The Special Escort Group (SEG) is a department within the Royalty and Specialist Protection (RaSP) of the Metropolitan Police Service. Formed in 1952, the SEG provides mobile armed protection to members of the Royal family and Government ministers. In addition they carry out armed vehicle escorts of high risk (category A) prisoners and high value loads.

Role
The department supports the wider protection command of RaSP, typically operating within the London area. They provide armed motorcycle escorts for members of the royal family, protected members of the Government, visiting royals, heads of state and other visiting dignitaries. It also provides armed vehicle escorts for valuable, hazardous and protected loads and high risk prisoners.
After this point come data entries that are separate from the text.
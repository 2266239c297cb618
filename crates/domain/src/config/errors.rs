#[derive(Debug, thiserror::Error)]
pub enum ConfigError {
    #[error("Failed to read config file {0}: {1}")]
    FileRead(String, String),

    #[error("Failed to parse config: {0}")]
    Parse(String),

    #[error("Unknown query type in qtype_overrides: {0}")]
    UnknownQueryType(String),

    #[error("Configuration validation error: {0}")]
    Validation(String),
}
use hickory_proto::rr::rdata::{A, AAAA, CNAME, NS, PTR, TXT};
use hickory_proto::rr::{Name, RData, Record};
use qtype_dns_domain::{normalize_name, DomainError, RecordType};
use std::net::{Ipv4Addr, Ipv6Addr};
use std::str::FromStr;

pub fn parse_name(text: &str) -> Result<Name, DomainError> {
    Name::from_str(&normalize_name(text))
        .map_err(|e| DomainError::InvalidDomainName(format!("'{}': {}", text, e)))
}

/// Builds an answer record from a configured text value. Supported types are
/// A and AAAA (address literals), CNAME, NS and PTR (target names) and TXT.
pub fn encode_record(
    owner: &Name,
    record_type: RecordType,
    value: &str,
    ttl: u32,
) -> Result<Record, DomainError> {
    let value = value.trim();
    let invalid = |what: &str| {
        DomainError::InvalidRecordValue(format!("{} value '{}': {}", record_type, value, what))
    };

    let rdata = match record_type {
        RecordType::A => {
            let ip = Ipv4Addr::from_str(value).map_err(|e| invalid(&e.to_string()))?;
            RData::A(A(ip))
        }
        RecordType::AAAA => {
            let ip = Ipv6Addr::from_str(value).map_err(|e| invalid(&e.to_string()))?;
            RData::AAAA(AAAA(ip))
        }
        RecordType::CNAME => RData::CNAME(CNAME(parse_name(value)?)),
        RecordType::NS => RData::NS(NS(parse_name(value)?)),
        RecordType::PTR => RData::PTR(PTR(parse_name(value)?)),
        RecordType::TXT => RData::TXT(TXT::new(vec![value.to_string()])),
        other => {
            return Err(DomainError::InvalidRecordValue(format!(
                "{} records cannot be served statically",
                other
            )))
        }
    };

    Ok(Record::from_rdata(owner.clone(), ttl, rdata))
}
use std::fmt;
use std::net::{IpAddr, SocketAddr};
use std::str::FromStr;
use std::sync::Arc;

use crate::DomainError;

/// Port appended to upstream addresses that do not name one.
pub const DEFAULT_DNS_PORT: u16 = 53;

/// Address of an upstream resolver. Literal IPs are resolved at parse time;
/// hostnames are kept as-is and looked up when a query is sent.
#[derive(Debug, Clone, PartialEq, Eq, Hash)]
pub enum UpstreamAddr {
    Resolved(SocketAddr),
    Unresolved { hostname: Arc<str>, port: u16 },
}

impl UpstreamAddr {
    pub fn socket_addr(&self) -> Option<SocketAddr> {
        match self {
            UpstreamAddr::Resolved(addr) => Some(*addr),
            UpstreamAddr::Unresolved { .. } => None,
        }
    }

    pub fn port(&self) -> u16 {
        match self {
            UpstreamAddr::Resolved(addr) => addr.port(),
            UpstreamAddr::Unresolved { port, .. } => *port,
        }
    }

    /// Returns (hostname, port) if this address still needs a lookup.
    pub fn unresolved_parts(&self) -> Option<(&str, u16)> {
        match self {
            UpstreamAddr::Unresolved { hostname, port } => Some((hostname, *port)),
            UpstreamAddr::Resolved(_) => None,
        }
    }
}

impl fmt::Display for UpstreamAddr {
    fn fmt(&self, f: &mut fmt::Formatter<'_>) -> fmt::Result {
        match self {
            UpstreamAddr::Resolved(addr) => write!(f, "{}", addr),
            UpstreamAddr::Unresolved { hostname, port } => write!(f, "{}:{}", hostname, port),
        }
    }
}

fn parse_port(s: &str, port_str: &str) -> Result<u16, DomainError> {
    port_str
        .parse::<u16>()
        .map_err(|e| DomainError::InvalidUpstreamAddress(format!("'{}': bad port: {}", s, e)))
}

fn host_with_port(host: &str, port: u16) -> UpstreamAddr {
    match host.parse::<IpAddr>() {
        Ok(ip) => UpstreamAddr::Resolved(SocketAddr::new(ip, port)),
        Err(_) => UpstreamAddr::Unresolved {
            hostname: host.into(),
            port,
        },
    }
}

impl FromStr for UpstreamAddr {
    type Err = DomainError;

    fn from_str(s: &str) -> Result<Self, Self::Err> {
        let s = s.trim();
        if s.is_empty() {
            return Err(DomainError::InvalidUpstreamAddress(
                "empty server address".to_string(),
            ));
        }

        if let Ok(addr) = s.parse::<SocketAddr>() {
            return Ok(UpstreamAddr::Resolved(addr));
        }
        // Bare IPv6 literals contain colons, so try a plain IP before host:port.
        if let Ok(ip) = s.parse::<IpAddr>() {
            return Ok(UpstreamAddr::Resolved(SocketAddr::new(ip, DEFAULT_DNS_PORT)));
        }

        if let Some(rest) = s.strip_prefix('[') {
            let (host, tail) = rest.split_once(']').ok_or_else(|| {
                DomainError::InvalidUpstreamAddress(format!("'{}': unclosed '['", s))
            })?;
            let port = match tail.strip_prefix(':') {
                Some(port_str) => parse_port(s, port_str)?,
                None if tail.is_empty() => DEFAULT_DNS_PORT,
                None => {
                    return Err(DomainError::InvalidUpstreamAddress(format!(
                        "'{}': unexpected '{}' after ']'",
                        s, tail
                    )))
                }
            };
            return Ok(host_with_port(host, port));
        }

        let (host, port) = match s.rsplit_once(':') {
            Some((host, port_str)) => (host, parse_port(s, port_str)?),
            None => (s, DEFAULT_DNS_PORT),
        };
        if host.is_empty() || host.contains(':') || host.contains(char::is_whitespace) {
            return Err(DomainError::InvalidUpstreamAddress(format!(
                "'{}': invalid host",
                s
            )));
        }
        Ok(host_with_port(host, port))
    }
}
This specialist unit of the Metropolitan Police consists of officers with a range of skills and operational experience from various policing backgrounds. One motorcyclist (lead bike) positions themselves directly in front of the escort, controlling the precise pace, position, speed and timing of the escort, whilst the others forge ahead, dealing with traffic situations and advising the lead bike of the safest path through the traffic they are controlling. SEG officers use low-volume, high-pitched whistles in clear deference to sirens (which are not fitted). This reduces the level of noise that precedes an escort and softens the environmental impact on the escorted person and general public.

Equipment 
Officers from the SEG are among the few police motorcyclists in the UK that carry firearms openly whilst riding. All SEG officers are trained in vehicle and firearms tactics. These include advanced car driving, advanced motorcycle riding, anti-hijack driving, armoured car driving, and firearms tactics.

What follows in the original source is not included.